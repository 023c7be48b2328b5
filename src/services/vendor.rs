//! Vendor service
//!
//! Provides business logic for a business's vendors.

use chrono::Utc;
use tracing::info;

use crate::error::{BooksError, BooksResult};
use crate::models::{Vendor, VendorId};
use crate::storage::Storage;

/// Service for vendor management
pub struct VendorService<'a> {
    storage: &'a Storage,
}

/// Input for creating a new vendor
#[derive(Debug, Clone)]
pub struct NewVendor {
    pub name: String,
    pub contact_name: Option<String>,
    pub email: Option<String>,
    pub phone: Option<String>,
    pub active: bool,
}

impl NewVendor {
    /// An active vendor with no contact details
    pub fn new(name: impl Into<String>) -> Self {
        Self {
            name: name.into(),
            contact_name: None,
            email: None,
            phone: None,
            active: true,
        }
    }
}

fn non_blank(text: Option<String>) -> Option<String> {
    text.map(|t| t.trim().to_string()).filter(|t| !t.is_empty())
}

impl<'a> VendorService<'a> {
    /// Create a new vendor service
    pub fn new(storage: &'a Storage) -> Self {
        Self { storage }
    }

    /// Create a new vendor
    pub fn create(&self, input: NewVendor) -> BooksResult<Vendor> {
        let name = input.name.trim();
        if name.is_empty() {
            return Err(BooksError::Validation("Vendor name cannot be empty".into()));
        }

        if self.storage.vendors.get_by_name(name)?.is_some() {
            return Err(BooksError::Duplicate {
                entity_type: "Vendor",
                identifier: name.to_string(),
            });
        }

        let id = self.storage.vendors.next_id()?;
        let now = Utc::now();

        let mut vendor = Vendor::new(id.value(), name);
        vendor.business_id = Some(self.storage.business_id());
        vendor.contact_name = non_blank(input.contact_name);
        vendor.email = non_blank(input.email);
        vendor.phone = non_blank(input.phone);
        vendor.active = input.active;
        vendor.created_at = Some(now);
        vendor.updated_at = Some(now);

        vendor
            .validate()
            .map_err(|e| BooksError::Validation(e.to_string()))?;

        self.storage.vendors.upsert(vendor.clone())?;
        self.storage.vendors.save()?;

        info!(vendor = %vendor.id, name = %vendor.name, "created vendor");
        Ok(vendor)
    }

    /// Find a vendor by ID (`7` or `ven-7`) or by name
    pub fn find(&self, identifier: &str) -> BooksResult<Option<Vendor>> {
        if let Ok(id) = identifier.parse::<VendorId>() {
            if let Some(vendor) = self.storage.vendors.get(id)? {
                return Ok(Some(vendor));
            }
        }

        self.storage.vendors.get_by_name(identifier.trim())
    }

    /// All vendors sorted by name
    pub fn list(&self) -> BooksResult<Vec<Vendor>> {
        self.storage.vendors.get_all()
    }
}
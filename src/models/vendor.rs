//! Vendor model
//!
//! Vendors are the businesses and people a company buys from. A transaction
//! may point at one through its vendor id.

use chrono::{DateTime, Utc};
use serde::{Deserialize, Serialize};
use std::fmt;

use super::ids::{BusinessId, VendorId};

/// A vendor record as served by the bookkeeping API
#[derive(Debug, Clone, PartialEq, Serialize, Deserialize)]
#[serde(rename_all = "camelCase")]
pub struct Vendor {
    pub id: VendorId,

    #[serde(default, skip_serializing_if = "Option::is_none")]
    pub business_id: Option<BusinessId>,

    pub name: String,

    #[serde(default, skip_serializing_if = "Option::is_none")]
    pub contact_name: Option<String>,

    #[serde(default, skip_serializing_if = "Option::is_none")]
    pub email: Option<String>,

    #[serde(default, skip_serializing_if = "Option::is_none")]
    pub phone: Option<String>,

    #[serde(default = "default_active")]
    pub active: bool,

    #[serde(default, skip_serializing_if = "Option::is_none")]
    pub created_at: Option<DateTime<Utc>>,

    #[serde(default, skip_serializing_if = "Option::is_none")]
    pub updated_at: Option<DateTime<Utc>>,
}

fn default_active() -> bool {
    true
}

impl Vendor {
    /// Create a new active vendor with no contact details
    pub fn new(id: i64, name: impl Into<String>) -> Self {
        Self {
            id: VendorId::new(id),
            business_id: None,
            name: name.into(),
            contact_name: None,
            email: None,
            phone: None,
            active: true,
            created_at: None,
            updated_at: None,
        }
    }

    /// Validate the vendor
    pub fn validate(&self) -> Result<(), VendorValidationError> {
        if self.name.trim().is_empty() {
            return Err(VendorValidationError::EmptyName);
        }

        if self.name.len() > 100 {
            return Err(VendorValidationError::NameTooLong(self.name.len()));
        }

        if let Some(email) = &self.email {
            if !email.contains('@') {
                return Err(VendorValidationError::InvalidEmail(email.clone()));
            }
        }

        Ok(())
    }
}

impl fmt::Display for Vendor {
    fn fmt(&self, f: &mut fmt::Formatter<'_>) -> fmt::Result {
        write!(f, "{}", self.name)
    }
}

/// Validation errors for vendors
#[derive(Debug, Clone, PartialEq, Eq)]
pub enum VendorValidationError {
    EmptyName,
    NameTooLong(usize),
    InvalidEmail(String),
}

impl fmt::Display for VendorValidationError {
    fn fmt(&self, f: &mut fmt::Formatter<'_>) -> fmt::Result {
        match self {
            Self::EmptyName => write!(f, "Vendor name is required"),
            Self::NameTooLong(len) => write!(f, "Vendor name too long ({} chars, max 100)", len),
            Self::InvalidEmail(email) => write!(f, "Invalid vendor email: {}", email),
        }
    }
}

impl std::error::Error for VendorValidationError {}

#[cfg(test)]
mod tests {
    use super::*;

    #[test]
    fn test_deserialize_defaults() {
        let vendor: Vendor = serde_json::from_str(r#"{"id": 9, "name": "Paper Co"}"#).unwrap();
        assert_eq!(vendor.id, VendorId::new(9));
        assert!(vendor.active);
        assert!(vendor.email.is_none());
    }

    #[test]
    fn test_validation() {
        let mut vendor = Vendor::new(1, "Paper Co");
        assert!(vendor.validate().is_ok());

        vendor.email = Some("orders.paperco.example".into());
        assert!(matches!(
            vendor.validate(),
            Err(VendorValidationError::InvalidEmail(_))
        ));

        assert_eq!(
            Vendor::new(2, "").validate(),
            Err(VendorValidationError::EmptyName)
        );
    }
}
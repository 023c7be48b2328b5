//! Category service
//!
//! Business logic for a business's categories: listing, the parent/child
//! hierarchy views and validated creation.

use tracing::info;

use crate::error::{BooksError, BooksResult};
use crate::models::{Category, CategoryId, CategoryKind};
use crate::services::hierarchy::{build_options, build_tree, CategoryNode, CategoryOption};
use crate::storage::Storage;

/// Service for category management
pub struct CategoryService<'a> {
    storage: &'a Storage,
}

/// Input for creating a new category
#[derive(Debug, Clone)]
pub struct NewCategory {
    pub name: String,
    pub description: Option<String>,
    pub parent_category_id: Option<CategoryId>,
    pub kind: CategoryKind,
    pub active: bool,
}

impl NewCategory {
    /// An active root category with no description
    pub fn new(name: impl Into<String>, kind: CategoryKind) -> Self {
        Self {
            name: name.into(),
            description: None,
            parent_category_id: None,
            kind,
            active: true,
        }
    }
}

impl<'a> CategoryService<'a> {
    /// Create a new category service
    pub fn new(storage: &'a Storage) -> Self {
        Self { storage }
    }

    /// All categories ordered by name (case-insensitive)
    pub fn list(&self) -> BooksResult<Vec<Category>> {
        let mut categories = self.storage.categories.get_all()?;
        categories.sort_by_cached_key(|c| c.name.to_lowercase());
        Ok(categories)
    }

    /// Categories arranged as a name-sorted forest
    pub fn tree(&self) -> BooksResult<Vec<CategoryNode>> {
        Ok(build_tree(&self.list()?))
    }

    /// Indented pre-order list for choosing a parent
    pub fn parent_options(&self) -> BooksResult<Vec<CategoryOption>> {
        Ok(build_options(&self.tree()?))
    }

    /// Get a category by ID
    pub fn get(&self, id: CategoryId) -> BooksResult<Option<Category>> {
        self.storage.categories.get(id)
    }

    /// Find a category by ID (`12` or `cat-12`) or by name
    pub fn find(&self, identifier: &str) -> BooksResult<Option<Category>> {
        if let Ok(id) = identifier.parse::<CategoryId>() {
            if let Some(category) = self.storage.categories.get(id)? {
                return Ok(Some(category));
            }
        }

        self.storage.categories.get_by_name(identifier.trim())
    }

    /// Create a new category
    pub fn create(&self, input: NewCategory) -> BooksResult<Category> {
        let name = input.name.trim();
        if name.is_empty() {
            return Err(BooksError::Validation("Category name cannot be empty".into()));
        }

        if self.storage.categories.get_by_name(name)?.is_some() {
            return Err(BooksError::Duplicate {
                entity_type: "Category",
                identifier: name.to_string(),
            });
        }

        if let Some(parent_id) = input.parent_category_id {
            if self.storage.categories.get(parent_id)?.is_none() {
                return Err(BooksError::Validation(format!(
                    "Parent category {} does not exist",
                    parent_id
                )));
            }
        }

        let id = self.storage.categories.next_id()?;
        let mut category = Category::new(id.value(), name, input.kind);
        category.business_id = Some(self.storage.business_id());
        category.parent_category_id = input.parent_category_id;
        category.active = input.active;
        category.description = input
            .description
            .map(|d| d.trim().to_string())
            .filter(|d| !d.is_empty());

        category
            .validate()
            .map_err(|e| BooksError::Validation(e.to_string()))?;

        self.storage.categories.upsert(category.clone())?;
        self.storage.categories.save()?;

        info!(category = %category.id, name = %category.name, "created category");
        Ok(category)
    }

    /// Count categories
    pub fn count(&self) -> BooksResult<usize> {
        self.storage.categories.count()
    }
}
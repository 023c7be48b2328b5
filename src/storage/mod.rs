//! Storage layer for bizbooks
//!
//! Each business keeps JSON snapshots of its accounts, vendors, categories
//! and transactions in its own directory. Files hold plain JSON arrays in the API's list shape, so
//! a saved API response can be dropped in as-is.

pub mod accounts;
pub mod categories;
pub mod file_io;
pub mod transactions;
pub mod vendors;

use std::path::Path;

use serde::de::DeserializeOwned;
use tracing::warn;

pub use accounts::AccountRepository;
pub use categories::CategoryRepository;
pub use file_io::{read_json, read_json_required, write_json_atomic};
pub use transactions::TransactionRepository;
pub use vendors::VendorRepository;

use crate::config::paths::BooksPaths;
use crate::error::BooksError;
use crate::models::BusinessId;

/// Read a JSON array of records, dropping entries that don't decode or that
/// belong to another business.
pub(crate) fn read_records<T, F>(
    path: &Path,
    business_id: BusinessId,
    entity: &str,
    owner: F,
) -> Result<Vec<T>, BooksError>
where
    T: DeserializeOwned,
    F: Fn(&T) -> Option<BusinessId>,
{
    let raw: Vec<serde_json::Value> = read_json(path)?;
    let mut records = Vec::with_capacity(raw.len());

    for (position, value) in raw.into_iter().enumerate() {
        let record: T = match serde_json::from_value(value) {
            Ok(record) => record,
            Err(e) => {
                warn!(
                    file = %path.display(),
                    position,
                    error = %e,
                    "skipping malformed {} record",
                    entity
                );
                continue;
            }
        };

        match owner(&record) {
            Some(other) if other != business_id => {
                warn!(
                    file = %path.display(),
                    position,
                    owner = %other,
                    "skipping {} owned by another business",
                    entity
                );
            }
            _ => records.push(record),
        }
    }

    Ok(records)
}

/// Storage coordinator for one business
pub struct Storage {
    paths: BooksPaths,
    business_id: BusinessId,
    pub accounts: AccountRepository,
    pub vendors: VendorRepository,
    pub categories: CategoryRepository,
    pub transactions: TransactionRepository,
}

impl Storage {
    /// Create a new Storage instance scoped to a business
    pub fn new(paths: BooksPaths, business_id: BusinessId) -> Result<Self, BooksError> {
        paths.ensure_directories()?;

        Ok(Self {
            accounts: AccountRepository::new(paths.accounts_file(business_id), business_id),
            vendors: VendorRepository::new(paths.vendors_file(business_id), business_id),
            categories: CategoryRepository::new(paths.categories_file(business_id), business_id),
            transactions: TransactionRepository::new(
                paths.transactions_file(business_id),
                business_id,
            ),
            paths,
            business_id,
        })
    }

    /// Get the paths configuration
    pub fn paths(&self) -> &BooksPaths {
        &self.paths
    }

    /// Business this storage is scoped to
    pub fn business_id(&self) -> BusinessId {
        self.business_id
    }

    /// Load all data from disk
    pub fn load_all(&self) -> Result<(), BooksError> {
        self.accounts.load()?;
        self.vendors.load()?;
        self.categories.load()?;
        self.transactions.load()?;
        Ok(())
    }

    /// Save all data to disk
    pub fn save_all(&self) -> Result<(), BooksError> {
        self.accounts.save()?;
        self.vendors.save()?;
        self.categories.save()?;
        self.transactions.save()?;
        Ok(())
    }
}
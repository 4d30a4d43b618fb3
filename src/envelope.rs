use std::io::{self, Write};

use serde::Serialize;

use crate::extract::NicknameMap;

pub const STATUS_OK: u8 = 0;
pub const STATUS_ERROR: u8 = 1;

/// The one JSON object this tool ever prints, built once per run and
/// serialized as a single line. The constructors keep `content_type`
/// and the shape of `content` in agreement.
#[derive(Debug, Serialize)]
pub struct Envelope {
    pub status: u8,
    pub content_type: &'static str,
    pub cooldown: u64,
    pub content: EnvelopeContent,
}

#[derive(Debug, Serialize)]
#[serde(untagged)]
pub enum EnvelopeContent {
    Nicknames(NicknameMap),
    Error(String),
}

impl Envelope {
    pub fn nicknames(cooldown: u64, nicknames: NicknameMap) -> Self {
        Envelope {
            status: STATUS_OK,
            content_type: "nicknames",
            cooldown,
            content: EnvelopeContent::Nicknames(nicknames),
        }
    }

    pub fn error(cooldown: u64, message: String) -> Self {
        Envelope {
            status: STATUS_ERROR,
            content_type: "error",
            cooldown,
            content: EnvelopeContent::Error(message),
        }
    }

    /// Writes the envelope as one line of JSON. The sink is neither
    /// flushed nor closed here.
    pub fn send(&self, out: &mut impl Write) -> io::Result<()> {
        serde_json::to_writer(&mut *out, self)?;
        writeln!(out)
    }
}
// URL builders for the legacy spectator (observer-mode) API.
// The region prefix is a platform code like EUW, NA or EUNE.

pub const SERVICE_HOST: &str = "api.pvp.net";
pub const FEATURED_PATH: &str = "observer-mode/rest/featured";

/// Builds the featured-games request URL from its raw parts.
///
/// Region and query type are interpolated verbatim; no validation or
/// percent-encoding is applied.
pub fn forge_request(api_key: &str, region: &str, query_type: &str) -> String {
    // Every query type is served by the featured template; the static-data
    // endpoint exists upstream but is not exposed here.
    let _ = query_type;

    format!(
        "https://{}.{}/{}?api_key={}",
        region, SERVICE_HOST, FEATURED_PATH, api_key
    )
}
use crate::error::AppError;
use serde_json::Value;

pub struct FetchClient {
    calls: u64,
}

impl FetchClient {
    pub fn new() -> Self {
        FetchClient { calls: 0 }
    }

    /// Number of fetch attempts made by this client, failed ones included.
    pub fn calls(&self) -> u64 {
        self.calls
    }

    /// Performs one blocking GET and parses the body as JSON.
    ///
    /// The attempt is counted before the outcome is known. Transport
    /// failures are never retried here; the caller owns that policy.
    pub fn fetch(&mut self, url: &str) -> Result<Value, AppError> {
        self.calls += 1;

        let body = ureq::get(url)
            .set("User-Agent", "featured_scout/0.1.0")
            .call()
            .map_err(|e| AppError::Transport(e.to_string()))?
            .into_string()
            .map_err(|e| AppError::Transport(e.to_string()))?;

        serde_json::from_str(&body).map_err(|e| AppError::Transport(e.to_string()))
    }
}
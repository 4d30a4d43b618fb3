use serde::Deserialize;

// Featured games (observer-mode) response
#[derive(Debug, Deserialize)]
#[serde(rename_all = "camelCase")]
pub struct FeaturedGameInfo {
    pub game_mode: String,
    pub game_type: String,
    pub participants: Vec<ParticipantDto>,
}

#[derive(Debug, Deserialize, Clone)]
#[serde(rename_all = "camelCase")]
pub struct ParticipantDto {
    pub champion_id: i64,
    pub summoner_name: String,
}
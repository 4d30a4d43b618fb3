use crate::error::AppError;
use std::env;
use std::fs;
use std::path::{Path, PathBuf};

pub const DEFAULT_COOLDOWN: u64 = 300;
pub const DEFAULT_REGION: &str = "EUW";
pub const DEFAULT_QUERY_TYPE: &str = "featured";

#[derive(Debug, Clone)]
pub struct Config {
    pub region: String,
    pub query_type: String,
    pub forced_cooldown: Option<u64>,
    pub api_key_path: PathBuf,
    pub custom_url: Option<String>,
}

impl Default for Config {
    fn default() -> Self {
        Config {
            region: DEFAULT_REGION.to_string(),
            query_type: DEFAULT_QUERY_TYPE.to_string(),
            forced_cooldown: None,
            api_key_path: default_key_path(),
            custom_url: None,
        }
    }
}

impl Config {
    pub fn from_env() -> Self {
        dotenvy::dotenv().ok();

        let mut config = Config::default();
        if let Ok(region) = env::var("FEATURED_REGION") {
            config.region = region;
        }
        if let Ok(path) = env::var("FEATURED_API_KEY_PATH") {
            config.api_key_path = PathBuf::from(path);
        }

        config
    }
}

pub fn default_key_path() -> PathBuf {
    dirs::home_dir()
        .unwrap_or_else(|| PathBuf::from("."))
        .join(".featured_scout")
        .join("api_key")
}

/// Reads the API key from the first line of the file, trimmed.
pub fn read_api_key(path: &Path) -> Result<String, AppError> {
    let content = fs::read_to_string(path)
        .map_err(|e| AppError::Input(format!("{}: {}", path.display(), e)))?;

    Ok(content.lines().next().unwrap_or("").trim().to_string())
}
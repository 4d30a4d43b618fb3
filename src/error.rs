use thiserror::Error;

#[derive(Error, Debug)]
pub enum AppError {
    #[error("Input error: {0}")]
    Input(String),

    #[error("Transport error: {0}")]
    Transport(String),

    #[error("Malformed payload: {0}")]
    MalformedPayload(String),
}
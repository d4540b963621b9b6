use chrono::{DateTime, Utc};
use serde::Serialize;
use std::sync::{Arc, Mutex, MutexGuard};
use tracing::info;

use crate::clock::Clock;

/// Snapshot of what we believe about the remote service.
#[derive(Debug, Clone, Copy, PartialEq, Eq, Serialize)]
#[serde(rename_all = "camelCase")]
pub struct HealthState {
  pub is_online: bool,
  pub last_check_time: DateTime<Utc>,
  pub consecutive_failures: u32,
}

/// Consecutive-failure counter with a reachability flag.
///
/// Reaching `failure_threshold` failures marks the service offline. Any
/// success brings it back. There is no half-open state and nothing stops
/// callers from trying the network while offline.
pub struct HealthMonitor {
  state: Mutex<HealthState>,
  clock: Arc<dyn Clock>,
  failure_threshold: u32,
}

impl HealthMonitor {
  pub const DEFAULT_FAILURE_THRESHOLD: u32 = 3;

  pub fn new(clock: Arc<dyn Clock>) -> Self {
    Self::with_threshold(clock, Self::DEFAULT_FAILURE_THRESHOLD)
  }

  pub fn with_threshold(clock: Arc<dyn Clock>, failure_threshold: u32) -> Self {
    let state = HealthState {
      is_online: true,
      last_check_time: clock.now(),
      consecutive_failures: 0,
    };
    Self {
      state: Mutex::new(state),
      clock,
      failure_threshold: failure_threshold.max(1),
    }
  }

  fn lock(&self) -> MutexGuard<'_, HealthState> {
    self.state.lock().unwrap_or_else(|e| e.into_inner())
  }

  pub fn state(&self) -> HealthState {
    *self.lock()
  }

  pub fn is_online(&self) -> bool {
    self.lock().is_online
  }

  pub fn record_success(&self) {
    let mut state = self.lock();
    if !state.is_online {
      info!(
        failures = state.consecutive_failures,
        "Content service reachable again"
      );
    }
    state.consecutive_failures = 0;
    state.is_online = true;
    state.last_check_time = self.clock.now();
  }

  /// Count a failed call. Returns `true` only for the call that flipped the
  /// service from online to offline.
  pub fn record_failure(&self) -> bool {
    let mut state = self.lock();
    state.consecutive_failures = state.consecutive_failures.saturating_add(1);
    state.last_check_time = self.clock.now();

    let tripped = state.is_online && state.consecutive_failures >= self.failure_threshold;
    if tripped {
      state.is_online = false;
      info!(
        failures = state.consecutive_failures,
        "Content service marked offline"
      );
    }
    tripped
  }

  /// Back to the initial state.
  pub fn reset(&self) {
    *self.lock() = HealthState {
      is_online: true,
      last_check_time: self.clock.now(),
      consecutive_failures: 0,
    };
  }
}

#[cfg(test)]
mod tests {
  use super::*;
  use crate::clock::ManualClock;
  use chrono::Duration;

  fn monitor() -> (HealthMonitor, Arc<ManualClock>) {
    let clock = Arc::new(ManualClock::new(Utc::now()));
    (HealthMonitor::new(clock.clone()), clock)
  }

  #[test]
  fn test_initial_state() {
    let (monitor, clock) = monitor();
    let state = monitor.state();
    assert!(state.is_online);
    assert_eq!(state.consecutive_failures, 0);
    assert_eq!(state.last_check_time, clock.now());
  }

  #[test]
  fn test_three_failures_trip_and_one_success_resets() {
    let (monitor, _) = monitor();

    assert!(!monitor.record_failure());
    assert!(!monitor.record_failure());
    assert!(monitor.is_online());

    assert!(monitor.record_failure());
    assert!(!monitor.is_online());
    assert_eq!(monitor.state().consecutive_failures, 3);

    monitor.record_success();
    let state = monitor.state();
    assert!(state.is_online);
    assert_eq!(state.consecutive_failures, 0);
  }

  #[test]
  fn test_trip_reported_once() {
    let (monitor, _) = monitor();
    let trips: Vec<bool> = (0..6).map(|_| monitor.record_failure()).collect();
    assert_eq!(trips, vec![false, false, true, false, false, false]);
    assert_eq!(monitor.state().consecutive_failures, 6);
  }

  #[test]
  fn test_every_outcome_updates_last_check() {
    let (monitor, clock) = monitor();

    clock.advance(Duration::seconds(10));
    monitor.record_failure();
    assert_eq!(monitor.state().last_check_time, clock.now());

    clock.advance(Duration::seconds(10));
    monitor.record_success();
    assert_eq!(monitor.state().last_check_time, clock.now());
  }

  #[test]
  fn test_success_between_failures_restarts_count() {
    let (monitor, _) = monitor();
    monitor.record_failure();
    monitor.record_failure();
    monitor.record_success();
    monitor.record_failure();
    monitor.record_failure();
    assert!(monitor.is_online());
  }

  #[test]
  fn test_reset_restores_initial_state_and_rearms_trip() {
    let (monitor, clock) = monitor();
    for _ in 0..4 {
      monitor.record_failure();
    }
    assert!(!monitor.is_online());

    let restart = clock.now() + Duration::hours(2);
    clock.set(restart);
    monitor.reset();

    let state = monitor.state();
    assert!(state.is_online);
    assert_eq!(state.consecutive_failures, 0);
    assert_eq!(state.last_check_time, restart);

    let trips: Vec<bool> = (0..3).map(|_| monitor.record_failure()).collect();
    assert_eq!(trips, vec![false, false, true]);
  }
}
use color_eyre::{eyre::eyre, Result};
use std::path::Path;
use tracing_appender::non_blocking::WorkerGuard;
use tracing_subscriber::{fmt, prelude::*, EnvFilter};

/// Filter used when neither `RUST_LOG` nor `--log-level` is given.
pub const DEFAULT_FILTER: &str = "hadith_cache=info,warn";

/// `RUST_LOG` wins over `level`.
fn env_filter(level: &str) -> Result<EnvFilter> {
  EnvFilter::try_from_default_env()
    .or_else(|_| EnvFilter::try_new(level))
    .map_err(|e| eyre!("Invalid log filter {:?}: {}", level, e))
}

/// Install the global subscriber.
///
/// Logs go to a daily rolling file under `log_dir` when one is given, and to
/// stderr when `verbose` is set. Keep the returned guard alive until exit so
/// buffered lines are flushed.
pub fn init(log_dir: Option<&Path>, verbose: bool, level: &str) -> Result<Option<WorkerGuard>> {
  let filter = env_filter(level)?;

  let (file_layer, guard) = match log_dir {
    Some(dir) => {
      std::fs::create_dir_all(dir)
        .map_err(|e| eyre!("Failed to create log directory {}: {}", dir.display(), e))?;
      let appender = tracing_appender::rolling::daily(dir, "hadith-cache.log");
      let (writer, guard) = tracing_appender::non_blocking(appender);
      let layer = fmt::layer()
        .with_writer(writer)
        .with_ansi(false)
        .with_target(true)
        .with_thread_ids(true);
      (Some(layer), Some(guard))
    }
    None => (None, None),
  };

  let stderr_layer = verbose.then(|| fmt::layer().with_writer(std::io::stderr).with_target(false));

  tracing_subscriber::registry()
    .with(filter)
    .with(file_layer)
    .with(stderr_layer)
    .try_init()
    .map_err(|e| eyre!("Failed to initialize logging: {}", e))?;

  Ok(guard)
}

#[cfg(test)]
mod tests {
  use super::*;

  #[test]
  fn test_default_filter_parses() {
    assert!(EnvFilter::try_new(DEFAULT_FILTER).is_ok());
  }

  #[test]
  fn test_bad_level_is_an_error() {
    if std::env::var_os("RUST_LOG").is_some() {
      return;
    }
    assert!(env_filter("hadith_cache=loud").is_err());
  }
}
* * * * * * * * *
#### [The problem]
Please find, in the entries above, every line where "CategoryOption" occurs, and copy it.

#### [The answer]
use crate::services::hierarchy::{build_options, build_tree, CategoryNode, CategoryOption};
    pub fn parent_options(&self) -> BooksResult<Vec<CategoryOption>> {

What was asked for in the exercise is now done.